Saved data entries
^^^^

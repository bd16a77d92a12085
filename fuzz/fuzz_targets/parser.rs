#![no_main]

use libfuzzer_sys::fuzz_target;

fuzz_target!(|input: &str| {
    let (program, _errors) = monkey::parse(input);
    let _ = program.to_string();
});
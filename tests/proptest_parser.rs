//! Property-based tests for the parser and the evaluator.
//!
//! Expression trees are generated directly, rendered to source and parsed
//! back, so every node kind takes part in the round trip.

use std::rc::Rc;

use monkey::{
    parse, BlockStatement, CallExpression, Config, EvaluationContext, Expression, ExpressionStatement,
    FunctionLiteral, HashLiteral, Identifier, IfExpression, IndexExpression, InfixExpression, InfixOperator,
    LetStatement, Lexer, PrefixExpression, PrefixOperator, Program, ReturnStatement, Statement, TokenKind,
};
use proptest::prelude::*;

// ============================================================================
// Strategies
// ============================================================================

/// Identifiers can't contain digits and must not collide with keywords
fn arb_identifier() -> impl Strategy<Value = Identifier> {
    prop_oneof![Just("a"), Just("b"), Just("foo"), Just("bar"), Just("len"), Just("_tmp")]
        .prop_map(Identifier::new)
}

fn arb_prefix_operator() -> impl Strategy<Value = PrefixOperator> {
    prop_oneof![Just(PrefixOperator::Bang), Just(PrefixOperator::Minus)]
}

fn arb_infix_operator() -> impl Strategy<Value = InfixOperator> {
    prop_oneof![
        Just(InfixOperator::Plus),
        Just(InfixOperator::Minus),
        Just(InfixOperator::Multiply),
        Just(InfixOperator::Divide),
        Just(InfixOperator::LessThan),
        Just(InfixOperator::GreaterThan),
        Just(InfixOperator::Equal),
        Just(InfixOperator::NotEqual),
    ]
}

/// Literals. Integers stay non-negative: `-1` reads back as a prefix expression.
fn arb_leaf() -> impl Strategy<Value = Expression> {
    prop_oneof![
        arb_identifier().prop_map(Expression::Identifier),
        (0i64..1000).prop_map(Expression::Integer),
        "[a-z ]{0,8}".prop_map(Expression::String),
        any::<bool>().prop_map(Expression::Boolean),
    ]
}

fn arb_statement(expression: BoxedStrategy<Expression>) -> impl Strategy<Value = Statement> {
    prop_oneof![
        expression.clone().prop_map(|expression| Statement::Expression(ExpressionStatement { expression })),
        (arb_identifier(), expression.clone()).prop_map(|(name, value)| Statement::Let(LetStatement { name, value })),
        expression.prop_map(|value| Statement::Return(ReturnStatement { value })),
    ]
}

fn arb_block(expression: BoxedStrategy<Expression>) -> impl Strategy<Value = BlockStatement> {
    prop::collection::vec(arb_statement(expression), 0..3).prop_map(|statements| BlockStatement { statements })
}

fn arb_expression() -> impl Strategy<Value = Expression> {
    arb_leaf().prop_recursive(4, 48, 4, |inner| {
        prop_oneof![
            (arb_prefix_operator(), inner.clone()).prop_map(|(operator, right)| {
                Expression::Prefix(PrefixExpression { operator, right: Box::new(right) })
            }),
            (inner.clone(), arb_infix_operator(), inner.clone()).prop_map(|(left, operator, right)| {
                Expression::Infix(InfixExpression { left: Box::new(left), operator, right: Box::new(right) })
            }),
            (inner.clone(), arb_block(inner.clone()), prop::option::of(arb_block(inner.clone())))
                .prop_map(|(condition, consequence, alternative)| {
                    Expression::If(IfExpression { condition: Box::new(condition), consequence, alternative })
                }),
            (prop::collection::vec(arb_identifier(), 0..3), arb_block(inner.clone()))
                .prop_map(|(parameters, body)| {
                    Expression::Function(FunctionLiteral { parameters: parameters.into(), body: Rc::new(body) })
                }),
            (inner.clone(), prop::collection::vec(inner.clone(), 0..3)).prop_map(|(function, arguments)| {
                Expression::Call(CallExpression { function: Box::new(function), arguments })
            }),
            prop::collection::vec(inner.clone(), 0..4).prop_map(Expression::Array),
            (inner.clone(), inner.clone()).prop_map(|(left, index)| {
                Expression::Index(IndexExpression { left: Box::new(left), index: Box::new(index) })
            }),
            prop::collection::vec((inner.clone(), inner), 0..3)
                .prop_map(|pairs| Expression::Hash(HashLiteral { pairs })),
        ]
    })
}

fn program_of(expression: Expression) -> Program {
    Program { statements: vec![Statement::Expression(ExpressionStatement { expression })] }
}

// ============================================================================
// Property tests
// ============================================================================

proptest! {
    #![proptest_config(ProptestConfig::with_cases(128))]

    /// The lexer always terminates with `EOF` and keeps returning it
    #[test]
    fn lexer_no_panic(input in ".{0,100}") {
        let mut lexer = Lexer::new(&input);
        let mut steps = 0;
        while lexer.next_token().kind != TokenKind::Eof {
            steps += 1;
            prop_assert!(steps <= input.len(), "more tokens than bytes in {:?}", input);
        }
        prop_assert_eq!(lexer.next_token().kind, TokenKind::Eof);
    }

    /// Parser should never panic on any input (even invalid)
    #[test]
    fn parser_no_panic(input in ".{0,100}") {
        let _ = parse(&input);
    }

    /// Rendering a tree and parsing it back yields the same tree
    #[test]
    fn rendering_round_trips(expression in arb_expression()) {
        let program = program_of(expression);
        let source = program.to_string();

        let (parsed, errors) = parse(&source);
        prop_assert!(errors.is_empty(), "errors {:?} for {}", errors, source);
        prop_assert_eq!(&parsed, &program, "source: {}", source);
        prop_assert_eq!(parsed.to_string(), source);
    }

    /// Evaluation of any well formed program terminates without panicking
    #[test]
    fn evaluation_no_panic(expression in arb_expression()) {
        let mut context = EvaluationContext::with_config(Config { max_call_depth: 64 });
        let _ = context.evaluate_program(&program_of(expression));
    }
}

^^^^

Required action
Copy, from the lines above, each one that holds "body".

Written answer
                .prop_map(|(parameters, body)| {
                    Expression::Function(FunctionLiteral { parameters: parameters.into(), body: Rc::new(body) })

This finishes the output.